[TASK OBJECTIVE]:
Please restate exactly what appears in the records below from the first line to the line where "exchange, once obtained." is, that line included.

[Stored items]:
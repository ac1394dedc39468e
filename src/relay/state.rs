//! Relay state — rounds, exchanges, outcomes, and run-wide counters.

use chrono::{DateTime, Utc};
use serde::{Deserialize, Serialize};

use crate::detector::CancelFlag;

/// Which agent produced an utterance.
#[derive(Debug, Clone, Copy, PartialEq, Eq, Hash, Serialize, Deserialize)]
pub enum Speaker {
    /// The agent that receives each round's initial prompt.
    AgentA,
    /// The agent the responses are relayed to.
    AgentB,
}

impl std::fmt::Display for Speaker {
    fn fmt(&self, f: &mut std::fmt::Formatter<'_>) -> std::fmt::Result {
        match self {
            Self::AgentA => write!(f, "agent_a"),
            Self::AgentB => write!(f, "agent_b"),
        }
    }
}

/// One A→B→A sub-turn within a round.
///
/// The terminal exchange of a round carries only Agent A's response: the
/// round ends on that reply and nothing further is forwarded to Agent B.
#[derive(Debug, Clone, Serialize, Deserialize)]
pub struct Exchange {
    /// 0-based position within the round.
    pub index: u32,
    /// Agent A's response for this exchange, once obtained.
    pub agent_a_response: Option<String>,
    /// Agent B's response, absent on the terminal exchange.
    pub agent_b_response: Option<String>,
}

impl Exchange {
    pub fn new(index: u32) -> Self {
        Self {
            index,
            agent_a_response: None,
            agent_b_response: None,
        }
    }

    /// Whether both sides of the exchange were captured.
    pub fn is_full_pair(&self) -> bool {
        self.agent_a_response.is_some() && self.agent_b_response.is_some()
    }

    /// Whether the exchange is complete, given whether it is the round's
    /// terminal exchange.
    pub fn is_complete(&self, terminal: bool) -> bool {
        if terminal {
            self.agent_a_response.is_some()
        } else {
            self.is_full_pair()
        }
    }
}

/// How a round ended.
#[derive(Debug, Clone, Copy, PartialEq, Eq, Hash, Serialize, Deserialize)]
pub enum RoundOutcome {
    /// Every accepted response stabilized cleanly.
    Completed,
    /// The round ran to its terminal exchange but at least one response was
    /// accepted as a timed-out partial.
    PartiallyFailed,
    /// A send failed or a detection came back empty; the round was cut
    /// short and the relay moved on.
    Aborted,
}

impl RoundOutcome {
    /// Whether the round counts toward the success tally.
    pub fn is_success(self) -> bool {
        !matches!(self, Self::Aborted)
    }
}

impl std::fmt::Display for RoundOutcome {
    fn fmt(&self, f: &mut std::fmt::Formatter<'_>) -> std::fmt::Result {
        match self {
            Self::Completed => write!(f, "completed"),
            Self::PartiallyFailed => write!(f, "partially_failed"),
            Self::Aborted => write!(f, "aborted"),
        }
    }
}

/// One full relay cycle seeded by a single initial prompt.
#[derive(Debug, Clone, Serialize, Deserialize)]
pub struct Round {
    /// 0-based position in the prompt sequence.
    pub index: usize,
    /// The initial prompt that seeded this round.
    pub prompt: String,
    /// Exchanges in strictly increasing index order.
    pub exchanges: Vec<Exchange>,
    /// How the round ended.
    pub outcome: RoundOutcome,
    /// Why the round aborted, when it did.
    pub abort_reason: Option<String>,
    /// When the round began.
    pub started_at: DateTime<Utc>,
}

impl Round {
    pub fn new(index: usize, prompt: &str) -> Self {
        Self {
            index,
            prompt: prompt.to_string(),
            exchanges: Vec::new(),
            outcome: RoundOutcome::Completed,
            abort_reason: None,
            started_at: Utc::now(),
        }
    }

    /// Mark the round aborted with a reason. The exchanges captured so far
    /// are kept — a partially captured round may still be persisted.
    pub fn abort(&mut self, reason: &str) {
        self.outcome = RoundOutcome::Aborted;
        self.abort_reason = Some(reason.to_string());
    }

    /// Number of exchanges where both responses were captured.
    pub fn full_pairs(&self) -> usize {
        self.exchanges.iter().filter(|e| e.is_full_pair()).count()
    }

    /// Ordered (speaker, text) pairs for the transcript sink.
    pub fn utterances(&self) -> Vec<(Speaker, String)> {
        let mut out = Vec::new();
        for exchange in &self.exchanges {
            if let Some(text) = &exchange.agent_a_response {
                out.push((Speaker::AgentA, text.clone()));
            }
            if let Some(text) = &exchange.agent_b_response {
                out.push((Speaker::AgentB, text.clone()));
            }
        }
        out
    }

    /// Compact status line.
    pub fn status_line(&self) -> String {
        format!(
            "round {} [{}] {} exchanges, {} full pairs",
            self.index + 1,
            self.outcome,
            self.exchanges.len(),
            self.full_pairs()
        )
    }
}

/// Run-wide state owned by the orchestrator.
///
/// Single-writer: only the orchestrator's own turn-taking logic mutates the
/// counters. The cancel flag is the one externally reachable piece, flipped
/// through [`RelayHandle`](crate::relay::orchestrator::RelayHandle).
#[derive(Debug, Clone, Default)]
pub struct RelayState {
    /// Index of the round currently in flight.
    pub current_round_index: usize,
    /// Rounds that ended in anything other than `Aborted`.
    pub successful_rounds: u32,
    /// Cooperative stop flag, honored at round and exchange boundaries.
    pub cancel: CancelFlag,
}

impl RelayState {
    pub fn new() -> Self {
        Self::default()
    }

    /// Whether the relay should keep going.
    pub fn is_running(&self) -> bool {
        !self.cancel.is_cancelled()
    }
}

/// Aggregate result of a relay run — the only failure signal surfaced to
/// the caller.
#[derive(Debug, Clone, Serialize, Deserialize)]
pub struct RelaySummary {
    /// Rounds attempted (may be fewer than the prompt count when stopped).
    pub total_rounds: usize,
    /// Rounds that were not aborted.
    pub successful_rounds: u32,
    /// Rounds cut short by a send failure or empty detection.
    pub aborted_rounds: u32,
    /// Whether a stop request ended the run before the prompt list did.
    pub stopped_early: bool,
    /// Per-round records, in order.
    pub rounds: Vec<Round>,
}

impl RelaySummary {
    /// Compact summary line.
    pub fn summary_line(&self) -> String {
        let status = if self.stopped_early { "STOPPED" } else { "DONE" };
        format!(
            "[{}] {}/{} rounds successful, {} aborted",
            status, self.successful_rounds, self.total_rounds, self.aborted_rounds
        )
    }
}
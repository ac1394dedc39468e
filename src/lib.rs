//! chat-relay — turn-based relay between two UI-driven chat agents.
//!
//! Automates a conversation between two independent chat agents that are
//! reachable only through a human-facing interface: each accepts a text
//! message and produces a reply that appears incrementally, with no
//! end-of-generation signal. The crate coordinates the relay anyway:
//!
//! - [`detector`] infers reply completion by polling an agent's rendered
//!   output until it stops changing (stabilization heuristic).
//! - [`relay`] drives bounded rounds of exchanges between the two agents,
//!   containing every failure to the round it occurred in.
//! - [`adapter`] is the seam behind which all real UI automation lives;
//!   the core only needs send / latest-output / input-available.
//! - [`prompts`] supplies the ordered initial prompts, [`config`] the
//!   timing tunables.
//!
//! ```text
//! PromptSet → RelayOrchestrator → { AgentAdapter A, AgentAdapter B }
//!                   │                      via CompletionDetector
//!                   ▼
//!            TranscriptSink (one record per persisted round)
//! ```

pub mod adapter;
pub mod config;
pub mod detector;
pub mod prompts;
pub mod relay;

pub use adapter::{AgentAdapter, ReadError, ScriptedAdapter, SendError};
pub use config::{ConfigError, RelayConfig};
pub use detector::{
    CancelFlag, CompletionDetector, DetectionResult, DetectorConfig, Snapshot, StabilityTracker,
};
pub use prompts::{PromptError, PromptSet};
pub use relay::{
    Exchange, FileSink, MemorySink, RelayHandle, RelayOrchestrator, RelayState, RelaySummary,
    Round, RoundOutcome, RoundTranscript, Speaker, TranscriptEntry, TranscriptError,
    TranscriptSink,
};
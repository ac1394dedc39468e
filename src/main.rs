//! Dry-run binary for the chat relay.
//!
//! The real agent adapters are UI-automation layers that live outside this
//! crate. This binary wires the orchestrator to two scripted stand-in
//! agents instead, so the relay loop, the stabilization heuristic, and a
//! configuration can all be validated end to end before anything touches a
//! browser.
//!
//! ```bash
//! # Fast dry run with seeded prompts, transcripts in ./transcripts
//! chat-relay
//!
//! # Field timings from a config file, custom prompt list
//! chat-relay --config relay.toml --prompts prompts.json --real-timings
//! ```

use std::path::PathBuf;

use anyhow::{Context, Result};
use clap::Parser;

use chat_relay::{
    FileSink, PromptSet, RelayConfig, RelayOrchestrator, ScriptedAdapter,
};

/// Command-line arguments
#[derive(Parser, Debug)]
#[command(author, version, about, long_about = None)]
struct Args {
    /// Path to the JSON prompt list (seeded with defaults if missing)
    #[arg(long, default_value = "prompts.json")]
    prompts: PathBuf,

    /// Path to a TOML config file (overrides RELAY_* env and defaults)
    #[arg(long)]
    config: Option<PathBuf>,

    /// Override the number of exchanges per round
    #[arg(long)]
    exchanges: Option<u32>,

    /// Directory for per-round transcript files
    #[arg(long, default_value = "transcripts")]
    transcript_dir: PathBuf,

    /// Use the configured second-scale timings instead of the snappy
    /// dry-run ones
    #[arg(long, default_value_t = false)]
    real_timings: bool,
}

/// Canned replies, long enough to clear the default minimum length.
fn scripted_agent(name: &str, replies: &[&str]) -> ScriptedAdapter {
    ScriptedAdapter::new(name, replies.iter().map(|r| r.to_string()).collect())
        .with_reveal_chunk(40)
}

fn dry_run_timings(mut config: RelayConfig) -> RelayConfig {
    config.poll_interval_secs = 1;
    config.max_wait_secs = 30;
    config.inter_round_delay_secs = 1;
    config.after_send_delay_secs = 0;
    config.between_exchange_delay_secs = 0;
    config
}

#[tokio::main]
async fn main() -> Result<()> {
    let args = Args::parse();

    tracing_subscriber::fmt()
        .with_env_filter(
            tracing_subscriber::EnvFilter::from_default_env()
                .add_directive("chat_relay=info".parse().unwrap()),
        )
        .with_writer(std::io::stderr)
        .init();

    let mut config = match &args.config {
        Some(path) => RelayConfig::from_path(path)
            .with_context(|| format!("loading config from {}", path.display()))?,
        None => RelayConfig::from_env(),
    };
    if let Some(exchanges) = args.exchanges {
        config.exchange_limit = exchanges;
    }
    if !args.real_timings {
        config = dry_run_timings(config);
    }
    config.validate().context("relay configuration rejected")?;

    let prompts = PromptSet::load_or_seed(&args.prompts)
        .with_context(|| format!("loading prompts from {}", args.prompts.display()))?;
    tracing::info!("loaded {} prompts", prompts.len());

    let mut agent_a = scripted_agent(
        "agent_a",
        &[
            "That is a lovely question to start with. My name is not something I hold \
             onto tightly, but today I feel curious and glad to be in conversation.",
            "I keep coming back to deep blue, the color of the sea right before dusk. \
             It manages to feel both calm and endless at the same time.",
            "A migrating bird, I think. A day spent reading the wind and trusting a \
             route I have never seen sounds like the best kind of freedom.",
        ],
    );
    let mut agent_b = scripted_agent(
        "agent_b",
        &[
            "What a warm way to open. I notice you described your mood as curious — \
             what is pulling at your curiosity most right now?",
            "Deep blue before dusk is a fine choice. For me it would be the green of \
             new leaves, the color that insists things begin again.",
            "A migrating bird suits you. I would pick an octopus: eight arms, three \
             hearts, and a talent for slipping out of tight spots.",
        ],
    );

    let mut sink = FileSink::new(&args.transcript_dir);
    let mut orchestrator = RelayOrchestrator::new(config);

    // Ctrl-C requests a cooperative stop at the next boundary.
    let handle = orchestrator.handle();
    tokio::spawn(async move {
        if tokio::signal::ctrl_c().await.is_ok() {
            tracing::warn!("stop requested, finishing the current turn");
            handle.stop();
        }
    });

    let summary = orchestrator
        .run(prompts.as_slice(), &mut agent_a, &mut agent_b, &mut sink)
        .await;

    println!("{}", summary.summary_line());
    for round in &summary.rounds {
        println!("  {}", round.status_line());
    }
    Ok(())
}
// flowmig_engine/engine - Single forward rewrite pass over one unit
use crate::chain::{collect_steps, CollectedSteps};
use crate::context::RewriteContext;
use crate::selector::select_builder_spec;
use crate::spec::{
    BuilderSpec, MigrationTarget, ReturnType, RuleCatalog, SimpleSpec, BASE_PLACEHOLDER,
    RECEIVER_PLACEHOLDER,
};
use flowmig_ast::{
    AdvisoryComment, CallRef, CompilationUnit, Expression, Span, Statement,
};
use std::collections::BTreeMap;
use tracing::{debug, trace};

/// Applies every target of the catalog to the unit, one gated traversal per
/// target. The catalog is read-only; all mutable state lives in a
/// per-traversal [`RewriteContext`].
pub fn rewrite_unit(mut unit: CompilationUnit, catalog: &RuleCatalog) -> CompilationUnit {
    for target in &catalog.targets {
        unit = rewrite_unit_with_target(unit, target);
    }
    unit
}

/// One single-threaded, depth-first pass for one migration target.
pub fn rewrite_unit_with_target(
    mut unit: CompilationUnit,
    target: &MigrationTarget,
) -> CompilationUnit {
    if !target.preconditions.holds(&unit) {
        debug!(rule = %target.name, "preconditions not met, skipping traversal");
        return unit;
    }
    debug!(rule = %target.name, "rewriting unit");

    let mut ctx = RewriteContext::for_unit(&unit);
    let statements = std::mem::take(&mut unit.statements);
    unit.statements = statements
        .into_iter()
        .map(|stmt| rewrite_statement(stmt, target, &mut ctx))
        .collect();
    ctx.apply_import_intents(&mut unit);
    unit
}

/// A call-shaped match: either a single overload or a fully resolved builder
/// chain with its collected steps.
enum MatchedSpec<'a> {
    Simple(&'a SimpleSpec),
    Builder(&'a BuilderSpec, CollectedSteps),
}

fn match_invocation<'a>(
    call: &CallRef<'_>,
    target: &'a MigrationTarget,
) -> Option<MatchedSpec<'a>> {
    for simple in target.simple_specs() {
        if simple.signature.matches(call) {
            return Some(MatchedSpec::Simple(simple));
        }
    }

    let group: Vec<&BuilderSpec> = target
        .builder_specs()
        .filter(|spec| spec.commit.matches(call))
        .collect();
    if !group.is_empty() {
        // The legal step vocabulary of this commit call is the union of all
        // candidate required-step-sets; unrecognized names stay opaque.
        let legal = group
            .iter()
            .flat_map(|spec| spec.required_steps.iter().cloned())
            .collect();
        let collected = collect_steps(call, &legal);
        if let Some(spec) = select_builder_spec(group, &collected) {
            return Some(MatchedSpec::Builder(spec, collected));
        }
    }
    None
}

fn synthesize_simple(
    call: &CallRef<'_>,
    spec: &SimpleSpec,
    ctx: &mut RewriteContext,
) -> Option<Expression> {
    let mut bindings = BTreeMap::new();
    bindings.insert(BASE_PLACEHOLDER.to_string(), spec.base.to_expression());
    for named in &spec.args {
        bindings.insert(named.name.clone(), call.args.get(named.index)?.clone());
    }
    spec.template.instantiate(&bindings, ctx.fresh_ids())
}

fn synthesize_builder(
    spec: &BuilderSpec,
    collected: &CollectedSteps,
    ctx: &mut RewriteContext,
) -> Option<Expression> {
    let mut bindings = BTreeMap::new();
    bindings.insert(BASE_PLACEHOLDER.to_string(), spec.base.to_expression());
    for name in &spec.extracted_params {
        bindings.insert(name.clone(), collected.arg(name)?.clone());
    }
    spec.template.instantiate(&bindings, ctx.fresh_ids())
}

fn advisory_comments(texts: &[String]) -> Vec<AdvisoryComment> {
    texts.iter().map(AdvisoryComment::new).collect()
}

/// Declaring type of the resolved call the chain bottoms out at. Replacing a
/// chain removes that root call too, so its type becomes a removal candidate.
fn chain_root_declaring_type(terminal: &CallRef<'_>) -> Option<String> {
    let mut current = terminal.receiver;
    let mut root_type = None;
    while let Some(expr) = current {
        let Some(call) = expr.as_call() else {
            break;
        };
        if let Some(resolution) = call.resolved {
            root_type = Some(resolution.declaring_type.clone());
        }
        current = call.receiver;
    }
    root_type
}

fn rewrite_statement(
    stmt: Statement,
    target: &MigrationTarget,
    ctx: &mut RewriteContext,
) -> Statement {
    match stmt {
        Statement::Block { statements, span } => {
            ctx.enter_scope();
            let statements = statements
                .into_iter()
                .map(|stmt| rewrite_statement(stmt, target, ctx))
                .collect();
            ctx.exit_scope();
            Statement::Block { statements, span }
        }
        Statement::Expression {
            expr,
            mut comments,
            span,
        } => {
            let expr = rewrite_expression(expr, target, ctx, &mut comments);
            Statement::Expression {
                expr,
                comments,
                span,
            }
        }
        Statement::VarDeclaration {
            id,
            name,
            mut type_fqn,
            initializer,
            mut comments,
            span,
        } => {
            if let Some(init) = &initializer {
                if let Some(call) = init.as_call() {
                    if let Some(matched) = match_invocation(&call, target) {
                        let (return_type, spec_comments) = match &matched {
                            MatchedSpec::Simple(spec) => (&spec.return_type, &spec.comments),
                            MatchedSpec::Builder(spec, _) => (&spec.return_type, &spec.comments),
                        };
                        if let ReturnType::Specified(new_fqn) = return_type {
                            if type_fqn.as_deref() != Some(new_fqn.as_str()) {
                                trace!(variable = %name, new_type = %new_fqn, "retyping declaration");
                                if let Some(old_fqn) = &type_fqn {
                                    ctx.remove_import(old_fqn.clone());
                                }
                                ctx.add_import(new_fqn.clone());
                                // Recorded before recursing into the rewritten
                                // initializer so later reads see the new type.
                                ctx.record_variable(name.clone(), new_fqn.clone());
                                if ctx.claim_comments(call.id) {
                                    comments.extend(advisory_comments(spec_comments));
                                }
                                type_fqn = Some(new_fqn.clone());
                            }
                        }
                    }
                }
            }
            let initializer =
                initializer.map(|init| rewrite_expression(init, target, ctx, &mut comments));
            Statement::VarDeclaration {
                id,
                name,
                type_fqn,
                initializer,
                comments,
                span,
            }
        }
    }
}

fn rewrite_expression(
    expr: Expression,
    target: &MigrationTarget,
    ctx: &mut RewriteContext,
    comments: &mut Vec<AdvisoryComment>,
) -> Expression {
    if let Some(call) = expr.as_call() {
        match match_invocation(&call, target) {
            Some(MatchedSpec::Simple(spec)) => {
                if let Some(replacement) = synthesize_simple(&call, spec, ctx) {
                    if ctx.claim_comments(call.id) {
                        comments.extend(advisory_comments(&spec.comments));
                    }
                    ctx.add_import(spec.base.type_fqn.clone());
                    ctx.remove_import(spec.signature.declaring_type.clone());
                    return replacement;
                }
            }
            Some(MatchedSpec::Builder(spec, collected)) => {
                if let Some(replacement) = synthesize_builder(spec, &collected, ctx) {
                    if ctx.claim_comments(call.id) {
                        comments.extend(advisory_comments(&spec.comments));
                    }
                    ctx.add_import(spec.base.type_fqn.clone());
                    ctx.remove_import(spec.commit.declaring_type.clone());
                    if let Some(root_type) = chain_root_declaring_type(&call) {
                        ctx.remove_import(root_type);
                    }
                    return replacement;
                }
            }
            None => {}
        }

        // Return-reshape rules retarget accessor reads of variables whose
        // declaration was already retyped in this traversal.
        for ret in target.return_specs() {
            if !ret.signature.matches(&call) {
                continue;
            }
            let Some(Expression::Identifier { name, .. }) = call.receiver else {
                continue;
            };
            let Some(new_fqn) = ctx.lookup_variable(name).map(str::to_string) else {
                continue;
            };
            let receiver = Expression::Identifier {
                name: name.clone(),
                type_fqn: Some(new_fqn),
                span: Span::dummy(),
            };
            let mut bindings = BTreeMap::new();
            bindings.insert(RECEIVER_PLACEHOLDER.to_string(), receiver);
            if let Some(replacement) = ret.template.instantiate(&bindings, ctx.fresh_ids()) {
                ctx.remove_import(ret.signature.declaring_type.clone());
                return replacement;
            }
        }
    }

    // No rule applies: keep the node and descend into its children.
    match expr {
        Expression::Call {
            id,
            receiver,
            method_name,
            args,
            resolved,
            span,
        } => Expression::Call {
            id,
            receiver: receiver
                .map(|receiver| Box::new(rewrite_expression(*receiver, target, ctx, comments))),
            method_name,
            args: args
                .into_iter()
                .map(|arg| rewrite_expression(arg, target, ctx, comments))
                .collect(),
            resolved,
            span,
        },
        Expression::FieldAccess {
            receiver,
            field_name,
            span,
        } => Expression::FieldAccess {
            receiver: Box::new(rewrite_expression(*receiver, target, ctx, comments)),
            field_name,
            span,
        },
        other => other,
    }
}

/// Convenience check used by hosts that want to know whether any target of
/// the catalog could touch the unit at all.
pub fn any_target_applies(unit: &CompilationUnit, catalog: &RuleCatalog) -> bool {
    catalog
        .targets
        .iter()
        .any(|target| target.preconditions.holds(unit))
}
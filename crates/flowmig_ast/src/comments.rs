use crate::types::Span;
use serde::{Deserialize, Serialize};

/// Human-readable annotation attached to a rewritten statement, noting
/// dropped or altered behavior (e.g. " executionId was removed").
#[derive(Debug, Clone, PartialEq, Serialize, Deserialize)]
pub struct AdvisoryComment {
    pub text: String,
    pub span: Span,
}

impl AdvisoryComment {
    pub fn new(text: impl Into<String>) -> Self {
        Self {
            text: text.into(),
            span: Span::dummy(),
        }
    }
}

[RESPONSE BELOW]:
repository ac1394dedc39468e
filename src/relay/state.rs
//! Relay state — rounds, exchanges, outcomes, and run-wide counters.

use chrono::{DateTime, Utc};
use serde::{Deserialize, Serialize};

use crate::detector::CancelFlag;

/// Which agent produced an utterance.
#[derive(Debug, Clone, Copy, PartialEq, Eq, Hash, Serialize, Deserialize)]
pub enum Speaker {
    /// The agent that receives each round's initial prompt.
    AgentA,
    /// The agent the responses are relayed to.
    AgentB,
}

impl std::fmt::Display for Speaker {
    fn fmt(&self, f: &mut std::fmt::Formatter<'_>) -> std::fmt::Result {
        match self {
            Self::AgentA => write!(f, "agent_a"),
            Self::AgentB => write!(f, "agent_b"),
        }
    }
}

/// One A→B→A sub-turn within a round.
///
/// The terminal exchange of a round carries only Agent A's response: the
/// round ends on that reply and nothing further is forwarded to Agent B.
#[derive(Debug, Clone, Serialize, Deserialize)]
pub struct Exchange {
    /// 0-based position within the round.
    pub index: u32,
    /// Agent A's response for this exchange, once obtained.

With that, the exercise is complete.